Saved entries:
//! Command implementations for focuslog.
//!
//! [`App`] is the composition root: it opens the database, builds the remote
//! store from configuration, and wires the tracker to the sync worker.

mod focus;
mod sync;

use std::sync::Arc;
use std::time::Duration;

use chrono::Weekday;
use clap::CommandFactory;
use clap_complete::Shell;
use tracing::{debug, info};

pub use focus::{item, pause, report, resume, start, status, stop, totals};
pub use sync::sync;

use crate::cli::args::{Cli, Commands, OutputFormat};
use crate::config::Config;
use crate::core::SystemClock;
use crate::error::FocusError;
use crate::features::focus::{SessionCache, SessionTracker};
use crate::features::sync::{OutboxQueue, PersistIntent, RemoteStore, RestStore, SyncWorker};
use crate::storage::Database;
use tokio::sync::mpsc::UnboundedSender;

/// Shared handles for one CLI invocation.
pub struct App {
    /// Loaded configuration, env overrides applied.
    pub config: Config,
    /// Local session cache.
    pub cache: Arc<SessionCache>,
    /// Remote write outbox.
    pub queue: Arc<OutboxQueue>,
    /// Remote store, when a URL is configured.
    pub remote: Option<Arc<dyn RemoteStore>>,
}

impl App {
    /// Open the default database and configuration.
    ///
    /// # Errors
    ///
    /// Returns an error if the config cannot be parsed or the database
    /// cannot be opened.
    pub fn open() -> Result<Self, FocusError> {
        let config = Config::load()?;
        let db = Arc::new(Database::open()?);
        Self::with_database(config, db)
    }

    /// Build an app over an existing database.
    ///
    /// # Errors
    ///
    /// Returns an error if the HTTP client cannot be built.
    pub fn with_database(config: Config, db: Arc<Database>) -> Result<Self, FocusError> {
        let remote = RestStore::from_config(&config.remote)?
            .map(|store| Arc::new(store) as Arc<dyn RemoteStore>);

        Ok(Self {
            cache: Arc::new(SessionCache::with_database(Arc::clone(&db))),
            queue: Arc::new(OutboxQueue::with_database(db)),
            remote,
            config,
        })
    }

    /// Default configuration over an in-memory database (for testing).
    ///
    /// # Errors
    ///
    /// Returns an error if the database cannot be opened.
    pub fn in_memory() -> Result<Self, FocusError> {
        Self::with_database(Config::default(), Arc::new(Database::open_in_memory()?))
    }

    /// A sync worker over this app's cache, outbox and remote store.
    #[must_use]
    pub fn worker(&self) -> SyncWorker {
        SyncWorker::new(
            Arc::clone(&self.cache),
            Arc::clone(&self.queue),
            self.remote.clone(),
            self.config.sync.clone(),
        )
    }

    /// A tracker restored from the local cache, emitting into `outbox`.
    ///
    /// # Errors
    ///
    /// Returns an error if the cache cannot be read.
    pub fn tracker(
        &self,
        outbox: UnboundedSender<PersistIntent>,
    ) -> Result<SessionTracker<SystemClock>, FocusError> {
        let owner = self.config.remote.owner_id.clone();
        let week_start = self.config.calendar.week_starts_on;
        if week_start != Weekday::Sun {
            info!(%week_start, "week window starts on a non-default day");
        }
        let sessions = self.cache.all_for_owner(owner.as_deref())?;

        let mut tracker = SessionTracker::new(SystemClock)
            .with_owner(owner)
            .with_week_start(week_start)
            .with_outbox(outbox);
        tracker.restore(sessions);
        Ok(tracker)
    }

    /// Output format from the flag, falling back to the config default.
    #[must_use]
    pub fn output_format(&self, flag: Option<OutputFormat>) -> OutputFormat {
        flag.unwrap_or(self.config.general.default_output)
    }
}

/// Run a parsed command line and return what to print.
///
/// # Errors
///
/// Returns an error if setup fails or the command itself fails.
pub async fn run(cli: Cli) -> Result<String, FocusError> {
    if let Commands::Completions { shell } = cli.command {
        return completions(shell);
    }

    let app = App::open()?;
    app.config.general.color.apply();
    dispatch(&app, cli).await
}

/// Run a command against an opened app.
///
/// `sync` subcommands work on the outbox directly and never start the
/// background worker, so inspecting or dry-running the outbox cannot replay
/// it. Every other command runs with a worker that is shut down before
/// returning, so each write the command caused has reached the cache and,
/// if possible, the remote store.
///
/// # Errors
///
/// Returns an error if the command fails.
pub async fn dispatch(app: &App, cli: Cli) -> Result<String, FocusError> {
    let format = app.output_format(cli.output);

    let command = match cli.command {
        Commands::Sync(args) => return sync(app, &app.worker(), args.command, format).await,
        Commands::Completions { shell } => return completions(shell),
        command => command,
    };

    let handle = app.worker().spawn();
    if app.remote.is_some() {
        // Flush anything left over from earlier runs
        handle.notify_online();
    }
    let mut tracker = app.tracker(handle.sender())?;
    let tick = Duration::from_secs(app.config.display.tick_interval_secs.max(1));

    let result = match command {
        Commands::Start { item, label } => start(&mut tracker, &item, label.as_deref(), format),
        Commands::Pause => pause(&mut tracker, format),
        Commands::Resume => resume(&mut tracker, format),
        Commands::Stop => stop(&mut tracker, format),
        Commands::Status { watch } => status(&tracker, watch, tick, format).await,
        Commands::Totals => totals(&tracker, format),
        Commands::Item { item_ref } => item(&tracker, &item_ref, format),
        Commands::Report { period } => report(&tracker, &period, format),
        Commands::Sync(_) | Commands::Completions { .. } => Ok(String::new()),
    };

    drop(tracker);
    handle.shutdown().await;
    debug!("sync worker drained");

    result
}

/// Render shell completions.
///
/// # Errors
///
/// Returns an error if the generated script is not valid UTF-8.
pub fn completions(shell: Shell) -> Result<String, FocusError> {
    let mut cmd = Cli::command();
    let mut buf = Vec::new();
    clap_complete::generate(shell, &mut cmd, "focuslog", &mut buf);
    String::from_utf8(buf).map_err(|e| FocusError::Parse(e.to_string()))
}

**Required work**.
Return the opening line of the data and every line after it through the line containing "cannot be built.", please, exactly as written and with nothing added.

**Exercise output**.
//! Command implementations for focuslog.
//!
//! [`App`] is the composition root: it opens the database, builds the remote
//! store from configuration, and wires the tracker to the sync worker.

mod focus;
mod sync;

use std::sync::Arc;
use std::time::Duration;

use chrono::Weekday;
use clap::CommandFactory;
use clap_complete::Shell;
use tracing::{debug, info};

pub use focus::{item, pause, report, resume, start, status, stop, totals};
pub use sync::sync;

use crate::cli::args::{Cli, Commands, OutputFormat};
use crate::config::Config;
use crate::core::SystemClock;
use crate::error::FocusError;
use crate::features::focus::{SessionCache, SessionTracker};
use crate::features::sync::{OutboxQueue, PersistIntent, RemoteStore, RestStore, SyncWorker};
use crate::storage::Database;
use tokio::sync::mpsc::UnboundedSender;

/// Shared handles for one CLI invocation.
pub struct App {
    /// Loaded configuration, env overrides applied.
    pub config: Config,
    /// Local session cache.
    pub cache: Arc<SessionCache>,
    /// Remote write outbox.
    pub queue: Arc<OutboxQueue>,
    /// Remote store, when a URL is configured.
    pub remote: Option<Arc<dyn RemoteStore>>,
}

impl App {
    /// Open the default database and configuration.
    ///
    /// # Errors
    ///
    /// Returns an error if the config cannot be parsed or the database
    /// cannot be opened.
    pub fn open() -> Result<Self, FocusError> {
        let config = Config::load()?;
        let db = Arc::new(Database::open()?);
        Self::with_database(config, db)
    }

    /// Build an app over an existing database.
    ///
    /// # Errors
    ///
    /// Returns an error if the HTTP client cannot be built.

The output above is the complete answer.